Hutchins was key part of a move to oust Mr Rudd as prime minister in 2010 because of alarm inside the Labor caucus about Mr Rudd’s alleged lack of consultation and serious dysfunction in the running of his office. Opinion polls also suggested that Labor might not win the imminent election with him in charge after a collapse in voter support.
Mr Rudd’s ousting had its genesis in the Senate before enough numbers were gathered in the lower house for a party room vote that installed Ms Gillard as his replacement.

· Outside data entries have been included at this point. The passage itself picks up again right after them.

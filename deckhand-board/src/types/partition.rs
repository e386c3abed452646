//! Partition - the (status, project) pair that scopes an ordered sub-list

use super::ids::ProjectId;
use super::status::Status;
use super::task::Task;
use serde::{Deserialize, Serialize};

/// The grouping key that defines an independently-ordered sub-list of tasks.
///
/// Within a partition all position keys are pairwise distinct and their
/// lexicographic order is the visual order. Keys from different partitions
/// are incomparable. Partitions are always explicit values - the reconciler
/// never widens one implicitly (e.g. "all tasks in a project" and "tasks in
/// a project with one status" are different partitions).
#[derive(Debug, Clone, PartialEq, Eq, Hash, Serialize, Deserialize)]
pub struct Partition {
    /// Workflow stage
    pub status: Status,
    /// Project bucket; `None` is the implicit "no project" bucket
    #[serde(default, skip_serializing_if = "Option::is_none")]
    pub project: Option<ProjectId>,
}

impl Partition {
    /// Create a partition
    pub fn new(status: Status, project: Option<ProjectId>) -> Self {
        Self { status, project }
    }

    /// The partition a task currently belongs to
    pub fn of(task: &Task) -> Self {
        Self {
            status: task.status,
            project: task.project.clone(),
        }
    }

    /// Check whether a task is a member of this partition
    pub fn contains(&self, task: &Task) -> bool {
        task.status == self.status && task.project == self.project
    }
}

#[cfg(test)]
mod tests {
    use super::*;
    use crate::types::PositionKey;

    #[test]
    fn test_membership() {
        let p1 = ProjectId::from_string("P1");
        let task = Task::new(
            "Write docs",
            Status::Active,
            Some(p1.clone()),
            PositionKey::initial(),
        );

        assert!(Partition::new(Status::Active, Some(p1.clone())).contains(&task));
        assert!(!Partition::new(Status::Done, Some(p1)).contains(&task));
        assert!(!Partition::new(Status::Active, None).contains(&task));
        assert_eq!(Partition::of(&task), task.partition());
    }
}
use clap::{Args, Parser, Subcommand};

#[derive(Parser)]
#[command(name = "tt", about = concat!("tasktrack v", env!("CARGO_PKG_VERSION"), " - projects, tasks and progress"), version)]
pub struct Cli {
    #[command(subcommand)]
    pub command: Commands,

    /// Output as JSON
    #[arg(long, global = true)]
    pub json: bool,

    /// Load projects from a JSON snapshot instead of the built-in sample
    #[arg(long, global = true)]
    pub data: Option<String>,

    /// Path to tracker.toml (default: ./tracker.toml if present)
    #[arg(long, global = true)]
    pub config: Option<String>,

    /// View as this user instead of the configured default
    #[arg(short, long, global = true)]
    pub user: Option<String>,
}

#[derive(Subcommand)]
pub enum Commands {
    /// List visible projects with their progress
    Projects(ProjectsArgs),
    /// Show one project's details and statistics
    Show(ShowArgs),
    /// List tasks of the visible projects
    Tasks(TasksArgs),
    /// Show dashboard statistics
    Stats(StatsArgs),
    /// Show the most recent tasks
    Recent(RecentArgs),
    /// Validate project invariants
    Check,
}

#[derive(Args)]
pub struct ProjectsArgs {
    /// Category: all, owned, shared (default from config)
    #[arg(long)]
    pub category: Option<String>,
    /// Sort: progress (high first), progress-asc, recent
    #[arg(long)]
    pub sort: Option<String>,
    /// Minimum progress (inclusive)
    #[arg(long, default_value = "0")]
    pub min: u8,
    /// Maximum progress (inclusive)
    #[arg(long, default_value = "100")]
    pub max: u8,
}

#[derive(Args)]
pub struct ShowArgs {
    /// Project ID to show
    pub id: u64,
}

#[derive(Args)]
pub struct TasksArgs {
    /// Only tasks of this project
    #[arg(long)]
    pub project: Option<u64>,
    /// Filter by status (todo, in-progress, done)
    #[arg(long)]
    pub status: Option<String>,
    /// Case-insensitive title search
    #[arg(long)]
    pub search: Option<String>,
    /// Sort: title, priority, due, status
    #[arg(long, default_value = "due")]
    pub sort: String,
    /// Category: all, owned, shared (default from config)
    #[arg(long)]
    pub category: Option<String>,
}

#[derive(Args)]
pub struct StatsArgs {
    /// Category: all, owned, shared (default from config)
    #[arg(long)]
    pub category: Option<String>,
}

#[derive(Args)]
pub struct RecentArgs {
    /// Maximum number of tasks to show (default from config)
    #[arg(long)]
    pub limit: Option<usize>,
}
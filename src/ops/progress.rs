use std::fmt;

use serde::Serialize;

use crate::model::project::Project;

/// Colour band for a progress percentage
#[derive(Debug, Clone, Copy, PartialEq, Eq, Serialize)]
#[serde(rename_all = "kebab-case")]
pub enum ProgressColor {
    SuccessStrong,
    SuccessLight,
    Warning,
    WarningStrong,
    Danger,
}

impl ProgressColor {
    pub fn token(self) -> &'static str {
        match self {
            ProgressColor::SuccessStrong => "success-strong",
            ProgressColor::SuccessLight => "success-light",
            ProgressColor::Warning => "warning",
            ProgressColor::WarningStrong => "warning-strong",
            ProgressColor::Danger => "danger",
        }
    }

    pub fn hex(self) -> &'static str {
        match self {
            ProgressColor::SuccessStrong => "#4caf50",
            ProgressColor::SuccessLight => "#8bc34a",
            ProgressColor::Warning => "#ff9800",
            ProgressColor::WarningStrong => "#ff5722",
            ProgressColor::Danger => "#f44336",
        }
    }
}

impl fmt::Display for ProgressColor {
    fn fmt(&self, f: &mut fmt::Formatter<'_>) -> fmt::Result {
        f.write_str(self.token())
    }
}

/// Human label for a progress percentage
#[derive(Debug, Clone, Copy, PartialEq, Eq, Serialize)]
pub enum ProgressStatus {
    Completed,
    NearCompletion,
    OnTrack,
    InProgress,
    GettingStarted,
    JustStarted,
}

impl ProgressStatus {
    pub fn label(self) -> &'static str {
        match self {
            ProgressStatus::Completed => "Completed",
            ProgressStatus::NearCompletion => "Near Completion",
            ProgressStatus::OnTrack => "On Track",
            ProgressStatus::InProgress => "In Progress",
            ProgressStatus::GettingStarted => "Getting Started",
            ProgressStatus::JustStarted => "Just Started",
        }
    }
}

impl fmt::Display for ProgressStatus {
    fn fmt(&self, f: &mut fmt::Formatter<'_>) -> fmt::Result {
        f.write_str(self.label())
    }
}

#[derive(Debug, Clone, Copy, PartialEq, Eq, Default)]
pub enum SortOrder {
    Asc,
    #[default]
    Desc,
}

/// `round(numerator / denominator)` with halves rounding up. `denominator` must be non-zero.
fn round_half_up(numerator: u64, denominator: u64) -> u64 {
    (2 * numerator + denominator) / (2 * denominator)
}

/// Percentage of the project's tasks that are done, 0 for no project or no tasks
pub fn calculate_project_progress(project: Option<&Project>) -> u8 {
    let Some(project) = project else {
        return 0;
    };
    let total = project.tasks.len() as u64;
    if total == 0 {
        return 0;
    }
    let done = project.done_count() as u64;
    // done <= total, so the result is at most 100
    round_half_up(100 * done, total) as u8
}

/// Mean progress across `projects`, rounded; 0 for an empty list
pub fn calculate_average_progress<'a, I>(projects: I) -> u8
where
    I: IntoIterator<Item = &'a Project>,
{
    let (sum, count) = projects
        .into_iter()
        .map(|p| u64::from(calculate_project_progress(Some(p))))
        .fold((0u64, 0u64), |(s, n), p| (s + p, n + 1));
    if count == 0 {
        return 0;
    }
    round_half_up(sum, count) as u8
}

pub fn get_progress_color(progress: u8) -> ProgressColor {
    match progress {
        80.. => ProgressColor::SuccessStrong,
        60.. => ProgressColor::SuccessLight,
        40.. => ProgressColor::Warning,
        20.. => ProgressColor::WarningStrong,
        _ => ProgressColor::Danger,
    }
}

pub fn get_progress_status(progress: u8) -> ProgressStatus {
    // 100 must be matched before the 80+ band
    match progress {
        100 => ProgressStatus::Completed,
        80.. => ProgressStatus::NearCompletion,
        60.. => ProgressStatus::OnTrack,
        40.. => ProgressStatus::InProgress,
        20.. => ProgressStatus::GettingStarted,
        _ => ProgressStatus::JustStarted,
    }
}

/// Stable sort by computed progress
pub fn sort_projects_by_progress<'a>(projects: &[&'a Project], order: SortOrder) -> Vec<&'a Project> {
    let mut keyed: Vec<(u8, &Project)> = projects
        .iter()
        .map(|p| (calculate_project_progress(Some(p)), *p))
        .collect();
    match order {
        SortOrder::Asc => keyed.sort_by(|a, b| a.0.cmp(&b.0)),
        SortOrder::Desc => keyed.sort_by(|a, b| b.0.cmp(&a.0)),
    }
    keyed.into_iter().map(|(_, p)| p).collect()
}

/// Projects whose progress lies in `min..=max`, order preserved
pub fn filter_projects_by_progress<'a>(projects: &[&'a Project], min: u8, max: u8) -> Vec<&'a Project> {
    projects
        .iter()
        .copied()
        .filter(|p| {
            let progress = calculate_project_progress(Some(p));
            progress >= min && progress <= max
        })
        .collect()
}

In that group Hutchins was close to South Australian senator Don Farrell and then Western Australian senator Mark Bishop, among others.
Hutchins did not take public credit for his role in helping to overthrow Mr Rudd and declined to appear on the ABC Four Corners program, The Killing Season, that explored the extraordinary overthrow of a first-term prime minister.
Along with Senator Farrell and Wayne Swan, Hutchins stated loyal to Ms Gillard throughout her prime ministership.
Although he had left the senate in mid-2011, he remained interested in ALP politics and did not support a move to dump Ms Gillard and reinstate Mr Rudd in the lead-up to the 2013 federal election that Labor lost.
Hutchins suffered his first bout of cancer shortly after entering the Senate. He recovered with treatment, but the disease later recurred.
He is survived by his wife, Natalie, a minister in the Victorian government, their son Xavier, and Hutchins’ five children with his first wife, former NSW government minister Diane Beamer: Lauren, Julia, Michael, Georgia and Madelaine.
Federal Labor leader Bill Shorten said: “Today the Labor Party has lost a faithful servant, the labour movement has lost a champion and the working people of Australia have lost one of their own.”
Mr Shorten said Hutchins, as the TWU’s NSW secretary and federal president, was a unifying leader who never forgot where he came from.
“He believed, fundamentally, in the dignity of work, the right to organise and the vital role unions played in improving conditions and lifting working standards,” he said.
Mr Shorten said Hutchins was particularly proud that he helped lead the Senate inquiry into “the Forgotten Australians” and child migrants.
“That process shone a light into a dark corner of Australia’s history, It unearthed thousands of harrowing tales of abuse and neglect, but most importantly it led to a National Apology from the Rudd government in 2009.”
The Labor leader recalled when Hutchins left the Senate in 2011 that he quoted from the Book of Timothy, saying he had “fought the good fight, finished the course, kept with the faith”.
“There are no truer words to reflect his contribution to our movement and our nation, Mr Shorten said.
He said the “entire Labor family” sent its love to Hutchins’ wife, Natalie, his children and grandchildren: “May he rest in peace.”